Τρίτη 29 Μαΐου 2018

Radiotherapy and CD40 activation separately augment immunity to checkpoint blockade in cancer

Immunotherapy in pancreatic ductal adenocarcinoma (PDA) remains a difficult clinical problem despite success in other disease types with immune checkpoint blockade (ICB) and chimeric antigen receptor T cell therapy. Mechanisms driving immunosuppression and poor T cell infiltration in PDA are incompletely understood.

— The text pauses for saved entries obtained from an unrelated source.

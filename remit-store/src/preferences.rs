//! User preferences store.
//!
//! Manages UI preference flags with persistence and change notification.
//! Values are stored and re-read verbatim; nothing here has invariants
//! beyond that.

use serde::{Deserialize, Serialize};
use std::path::PathBuf;
use std::str::FromStr;
use std::sync::Arc;
use tokio::sync::{RwLock, watch};
use tracing::{debug, info, warn};

use crate::error::StoreError;
use crate::persistence::{default_preferences_path, load_json, save_json};

// ============================================================================
// Preference Types
// ============================================================================

/// User preferences.
#[derive(Debug, Clone, PartialEq, Serialize, Deserialize)]
#[serde(default)]
pub struct Preferences {
    /// Theme mode preference.
    pub theme: ThemeMode,

    /// BCP 47 language tag.
    pub language: String,

    /// Notification channel toggles.
    pub notifications: NotificationPreferences,

    /// Mask balances in listings.
    pub hide_balances: bool,

    /// Currency pre-selected in transfer forms.
    pub default_currency: Option<String>,
}

impl Default for Preferences {
    fn default() -> Self {
        Self {
            theme: ThemeMode::default(),
            language: "en".to_string(),
            notifications: NotificationPreferences::default(),
            hide_balances: false,
            default_currency: None,
        }
    }
}

/// Notification channel toggles.
#[derive(Debug, Clone, Copy, PartialEq, Eq, Serialize, Deserialize)]
#[serde(default)]
#[allow(clippy::struct_excessive_bools)]
pub struct NotificationPreferences {
    /// E-mail notifications.
    pub email: bool,
    /// SMS notifications.
    pub sms: bool,
    /// Push notifications.
    pub push: bool,
    /// Marketing messages.
    pub marketing: bool,
}

impl Default for NotificationPreferences {
    fn default() -> Self {
        Self {
            email: true,
            sms: true,
            push: true,
            marketing: false, // Opt-in only
        }
    }
}

/// Theme mode preference.
#[derive(Debug, Clone, Copy, PartialEq, Eq, Hash, Serialize, Deserialize, Default)]
#[serde(rename_all = "snake_case")]
pub enum ThemeMode {
    /// Always use light theme.
    Light,
    /// Always use dark theme.
    Dark,
    /// Follow system appearance.
    #[default]
    System,
}

impl std::fmt::Display for ThemeMode {
    fn fmt(&self, f: &mut std::fmt::Formatter<'_>) -> std::fmt::Result {
        match self {
            ThemeMode::Light => write!(f, "light"),
            ThemeMode::Dark => write!(f, "dark"),
            ThemeMode::System => write!(f, "system"),
        }
    }
}

impl FromStr for ThemeMode {
    type Err = StoreError;

    fn from_str(s: &str) -> Result<Self, Self::Err> {
        match s.to_ascii_lowercase().as_str() {
            "light" => Ok(ThemeMode::Light),
            "dark" => Ok(ThemeMode::Dark),
            "system" | "auto" => Ok(ThemeMode::System),
            other => Err(StoreError::Config(format!("unknown theme: {other}"))),
        }
    }
}

// ============================================================================
// Preferences Store
// ============================================================================

/// Persistent preferences store with change notifications.
pub struct PreferencesStore {
    preferences: Arc<RwLock<Preferences>>,
    path: PathBuf,
    notify: watch::Sender<u64>,
    version: Arc<RwLock<u64>>,
}

impl PreferencesStore {
    /// Creates a store with defaults, persisting to `path`.
    pub fn new(path: PathBuf) -> Self {
        Self::with_preferences(path, Preferences::default())
    }

    fn with_preferences(path: PathBuf, preferences: Preferences) -> Self {
        let (notify, _) = watch::channel(0);
        Self {
            preferences: Arc::new(RwLock::new(preferences)),
            path,
            notify,
            version: Arc::new(RwLock::new(0)),
        }
    }

    /// Loads preferences from the default path.
    pub async fn load_default() -> Self {
        Self::load(default_preferences_path()).await
    }

    /// Loads preferences from a path.
    ///
    /// A missing or unreadable file yields defaults.
    pub async fn load(path: PathBuf) -> Self {
        let preferences = if path.exists() {
            info!(path = %path.display(), "Loading preferences");
            load_json(&path).await.unwrap_or_else(|e| {
                warn!(error = %e, "Failed to load preferences, using defaults");
                Preferences::default()
            })
        } else {
            debug!(path = %path.display(), "Preferences file not found, using defaults");
            Preferences::default()
        };

        Self::with_preferences(path, preferences)
    }

    /// Gets a copy of the current preferences.
    pub async fn get(&self) -> Preferences {
        self.preferences.read().await.clone()
    }

    /// Updates preferences and notifies subscribers.
    pub async fn update<F>(&self, f: F)
    where
        F: FnOnce(&mut Preferences),
    {
        {
            let mut preferences = self.preferences.write().await;
            f(&mut preferences);
        }
        self.notify_change().await;
    }

    /// Saves preferences to disk.
    ///
    /// # Errors
    ///
    /// Returns error if preferences cannot be written to disk.
    pub async fn save(&self) -> Result<(), StoreError> {
        let preferences = self.preferences.read().await;
        save_json(&self.path, &*preferences).await?;
        info!(path = %self.path.display(), "Preferences saved");
        Ok(())
    }

    /// Subscribes to preference changes.
    pub fn subscribe(&self) -> watch::Receiver<u64> {
        self.notify.subscribe()
    }

    /// Notifies subscribers of a change.
    async fn notify_change(&self) {
        let mut version = self.version.write().await;
        *version += 1;
        let _ = self.notify.send(*version);
    }

    // ========================================================================
    // Convenience Methods
    // ========================================================================

    /// Gets the theme mode.
    pub async fn theme(&self) -> ThemeMode {
        self.preferences.read().await.theme
    }

    /// Sets the theme mode.
    pub async fn set_theme(&self, theme: ThemeMode) {
        self.update(|p| p.theme = theme).await;
    }

    /// Gets the language tag.
    pub async fn language(&self) -> String {
        self.preferences.read().await.language.clone()
    }

    /// Sets the language tag.
    pub async fn set_language(&self, language: impl Into<String>) {
        let language = language.into();
        self.update(|p| p.language = language).await;
    }

    /// Gets the notification toggles.
    pub async fn notifications(&self) -> NotificationPreferences {
        self.preferences.read().await.notifications
    }

    /// Sets the notification toggles.
    pub async fn set_notifications(&self, notifications: NotificationPreferences) {
        self.update(|p| p.notifications = notifications).await;
    }

    /// Sets a single preference from its dotted key.
    ///
    /// Supported keys: `theme`, `language`, `hide_balances`,
    /// `default_currency`, `notifications.email`, `notifications.sms`,
    /// `notifications.push`, `notifications.marketing`.
    ///
    /// # Errors
    ///
    /// Returns [`StoreError::Config`] for unknown keys or unparsable values.
    pub async fn set_value(&self, key: &str, value: &str) -> Result<(), StoreError> {
        let mut next = self.get().await;

        match key {
            "theme" => next.theme = value.parse()?,
            "language" => next.language = value.to_string(),
            "hide_balances" => next.hide_balances = parse_bool(value)?,
            "default_currency" => {
                next.default_currency =
                    (!value.is_empty()).then(|| value.to_ascii_uppercase());
            }
            "notifications.email" => next.notifications.email = parse_bool(value)?,
            "notifications.sms" => next.notifications.sms = parse_bool(value)?,
            "notifications.push" => next.notifications.push = parse_bool(value)?,
            "notifications.marketing" => next.notifications.marketing = parse_bool(value)?,
            other => return Err(StoreError::Config(format!("unknown preference: {other}"))),
        }

        self.update(|p| *p = next).await;
        Ok(())
    }
}

fn parse_bool(value: &str) -> Result<bool, StoreError> {
    match value.to_ascii_lowercase().as_str() {
        "true" | "on" | "yes" | "1" => Ok(true),
        "false" | "off" | "no" | "0" => Ok(false),
        other => Err(StoreError::Config(format!("expected a boolean, got {other}"))),
    }
}

// ============================================================================
// Tests
// ============================================================================

#[cfg(test)]
mod tests {
    use super::*;

    #[test]
    fn test_default_preferences() {
        let prefs = Preferences::default();
        assert_eq!(prefs.theme, ThemeMode::System);
        assert_eq!(prefs.language, "en");
        assert!(prefs.notifications.email);
        assert!(!prefs.notifications.marketing);
    }

    #[test]
    fn test_theme_parse() {
        assert_eq!("Dark".parse::<ThemeMode>().unwrap(), ThemeMode::Dark);
        assert_eq!("auto".parse::<ThemeMode>().unwrap(), ThemeMode::System);
        assert!("sepia".parse::<ThemeMode>().is_err());
    }

    #[tokio::test]
    async fn test_set_value() {
        let store = PreferencesStore::new(PathBuf::from("/tmp/remit_test_prefs.json"));
        let rx = store.subscribe();

        store.set_value("notifications.marketing", "on").await.unwrap();
        store.set_value("default_currency", "mwk").await.unwrap();

        let prefs = store.get().await;
        assert!(prefs.notifications.marketing);
        assert_eq!(prefs.default_currency.as_deref(), Some("MWK"));
        assert!(rx.has_changed().unwrap());

        assert!(store.set_value("hide_balances", "maybe").await.is_err());
        assert!(store.set_value("font_size", "12").await.is_err());
    }
}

Here we use genetically engineered mouse models of PDA that recapitulate hallmarks of human disease to demonstrate that CD40 pathway activation is required for clinical response to radiotherapy (RT) and ICB with αCTLA-4 and αPD-1. The combination of an agonist αCD40 antibody, RT, and dual ICB eradicated irradiated and unirradiated (i.e. abscopal) tumors, generating long-term immunity. Response required T cells and also short-lived myeloid cells and was dependent on the long non-coding RNA myeloid regulator Morrbid. Using unbiased random forest machine learning, we built unique, contextual signatures for each therapeutic component, revealing that (i) RT triggers an early proinflammatory stimulus, ablating existing intratumoral T cells and upregulating MHC class I and CD86 on antigen presenting cells, (ii) αCD40 causes a systemic and intratumoral reorganization of the myeloid compartment, and (iii) ICB increases intratumoral T cell infiltration and improves the CD8 T cell:regulatory T cell ratio. Thus, αCD40 and RT non-redundantly augment anti-tumor immunity in PDA, which is otherwise refractory to ICB, providing a clear rationale for clinical evaluation.